Em torno de 350ppm causa aroma de enxofre, fica adstringente
Acima de 750ppm causa diarreia
Deve ser mantido o mínimo possível em lagers com lúpulos nobres
Ferro (Fe+2):
Perceptível a partir de 0,3ppm
Gera gosto metálico
Oxidante; degenera as leveduras durante a fermentação; escurece a espuma e a cerveja
Manganês (Mn+2):
Perceptível a partir de 0,05ppm
Gosto muito metálico
Oxidante; degenera as leveduras durante a fermentação; escurece a espuma e a cerveja
Nitrato (NO3-1):
Ideal menor que 10ppm pra beber água; pra água cervejeira deve ser menor que 45ppm
Convertido pra Nitrito na infusão
Venenoso pra levedura se acima de 0,1ppm de Nitrito
Sulfeto (S-2):
Aroma de ovo podre, enxofre. Não deve ser percebido na água
Potássio (K+1):
Gosto salgado se em alta concetração
Acima de 10ppm inibe algumas enzimas
O malte gera potássio pro mosto em quantidade aceitável
Zinco (Zn+2):
Nutriente pra levedura entre 0,15 e 0,6ppm. É tão benéfico que é chamado de 'o Viagra da levedura'
Acima de 1ppm é tóxico pra levedura e gera gosto metálico
Cobre (Cu+2):
Benéfico para a levedura se abaixo de 1ppm
Um pedaço pequeno de cobre na tubulação já é suficiente
Em pequenas quantidades reduz sulfitos e compostos sulfurados (H2S)
O vídeo abaixo resume alguns dos sais citados. Dependendo da fonte de estudo, as quantidades mínima e máxima dos elementos podem variar.

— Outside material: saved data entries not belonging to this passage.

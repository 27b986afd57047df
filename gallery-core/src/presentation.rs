//! 详情和对比视图的视图模型
//!
//! 这里只产生数据，颜色和动画由页面根据等级和百分比决定。

use gallery_common::{Category, GalleryItem};
use serde::Serialize;

/// 卡片分数小圆点使用的标签长度
const PIP_LABEL_LEN: usize = 3;
/// 对比视图分数行使用的标签长度
const COMPARE_LABEL_LEN: usize = 5;

/// 分数等级
#[derive(Serialize, Clone, Copy, Debug, PartialEq, Eq)]
#[serde(rename_all = "snake_case")]
pub enum ScoreTier {
    High,
    Mid,
    Low,
}

impl ScoreTier {
    /// 单个类别分数的等级 (0-10)
    pub fn for_category(score: u32) -> Self {
        if score >= 9 {
            ScoreTier::High
        } else if score >= 7 {
            ScoreTier::Mid
        } else {
            ScoreTier::Low
        }
    }

    /// 总分徽章的等级 (0-50)
    pub fn for_total(total: u32) -> Self {
        if total >= 43 {
            ScoreTier::High
        } else if total >= 37 {
            ScoreTier::Mid
        } else {
            ScoreTier::Low
        }
    }
}

/// 类别分数条
#[derive(Serialize, Clone, Debug, PartialEq)]
pub struct ScoreBar {
    pub category: Category,
    pub label: String,
    pub value: u32,
    pub tier: ScoreTier,
    /// 进度条填充百分比 (0-100)
    pub fill_percent: u32,
}

impl ScoreBar {
    fn new(category: Category, value: u32, label_len: Option<usize>) -> Self {
        Self {
            category,
            label: match label_len {
                Some(len) => category.short_label(len),
                None => category.name().to_string(),
            },
            value,
            tier: ScoreTier::for_category(value),
            fill_percent: value.saturating_mul(10).min(100),
        }
    }
}

/// 卡片上的分数小圆点
#[derive(Serialize, Clone, Debug, PartialEq)]
pub struct ScorePip {
    pub label: String,
    pub value: u32,
}

/// 网格中的卡片
#[derive(Serialize, Clone, Debug, PartialEq)]
pub struct CardView {
    pub id: String,
    pub number: u32,
    pub name: String,
    pub image_ref: String,
    pub total: u32,
    pub total_tier: ScoreTier,
    pub pips: Vec<ScorePip>,
    pub favorited: bool,
    pub compared: bool,
    pub stagger_ms: u32,
}

impl CardView {
    pub fn new(item: &GalleryItem, favorited: bool, compared: bool, stagger_ms: u32) -> Self {
        Self {
            id: item.id.clone(),
            number: item.number,
            name: item.name.clone(),
            image_ref: item.image_ref.clone(),
            total: item.total,
            total_tier: ScoreTier::for_total(item.total),
            pips: Category::ALL
                .iter()
                .map(|c| ScorePip {
                    label: c.short_label(PIP_LABEL_LEN),
                    value: item.score(*c),
                })
                .collect(),
            favorited,
            compared,
            stagger_ms,
        }
    }
}

/// 单个条目的详情视图
#[derive(Serialize, Clone, Debug, PartialEq)]
pub struct DetailView {
    pub id: String,
    pub number: u32,
    pub name: String,
    pub image_ref: String,
    pub total: u32,
    pub total_tier: ScoreTier,
    pub scores: Vec<ScoreBar>,
    /// 提示词文本，缺失时为占位文本
    pub payload_text: String,
    pub has_payload: bool,
}

impl DetailView {
    pub fn new(item: &GalleryItem, empty_payload_text: &str) -> Self {
        Self {
            id: item.id.clone(),
            number: item.number,
            name: item.name.clone(),
            image_ref: item.image_ref.clone(),
            total: item.total,
            total_tier: ScoreTier::for_total(item.total),
            scores: score_bars(item, None),
            payload_text: item
                .payload
                .clone()
                .unwrap_or_else(|| empty_payload_text.to_string()),
            has_payload: item.payload.is_some(),
        }
    }
}

/// 对比视图中的一列
#[derive(Serialize, Clone, Debug, PartialEq)]
pub struct CompareColumn {
    pub id: String,
    pub number: u32,
    pub name: String,
    pub image_ref: String,
    pub total: u32,
    pub scores: Vec<ScoreBar>,
}

/// 并排对比视图
#[derive(Serialize, Clone, Debug, PartialEq)]
pub struct CompareView {
    pub columns: usize,
    pub items: Vec<CompareColumn>,
}

impl CompareView {
    /// 少于两个条目时没有可对比的内容
    pub fn new(items: &[&GalleryItem]) -> Option<Self> {
        if items.len() < 2 {
            return None;
        }

        let columns = items
            .iter()
            .map(|item| CompareColumn {
                id: item.id.clone(),
                number: item.number,
                name: item.name.clone(),
                image_ref: item.image_ref.clone(),
                total: item.total,
                scores: score_bars(item, Some(COMPARE_LABEL_LEN)),
            })
            .collect::<Vec<_>>();

        Some(Self {
            columns: columns.len(),
            items: columns,
        })
    }
}

fn score_bars(item: &GalleryItem, label_len: Option<usize>) -> Vec<ScoreBar> {
    Category::ALL
        .iter()
        .map(|c| ScoreBar::new(*c, item.score(*c), label_len))
        .collect()
}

Enfim, todos esses valores e elementos químicos caracterizam o perfil da água e norteiam nossas ações para os ajustes. Tais ajustes são chamados também de correção e podem ser feitos por diferente métodos, como diluição da água com água destilada (desmineralizada), filtragem, adição de sais e assim por diante.
Num próximo post eu vou mostrar como fazer essa correção através da adição de sais e com o auxílio de uma planilha em Excel.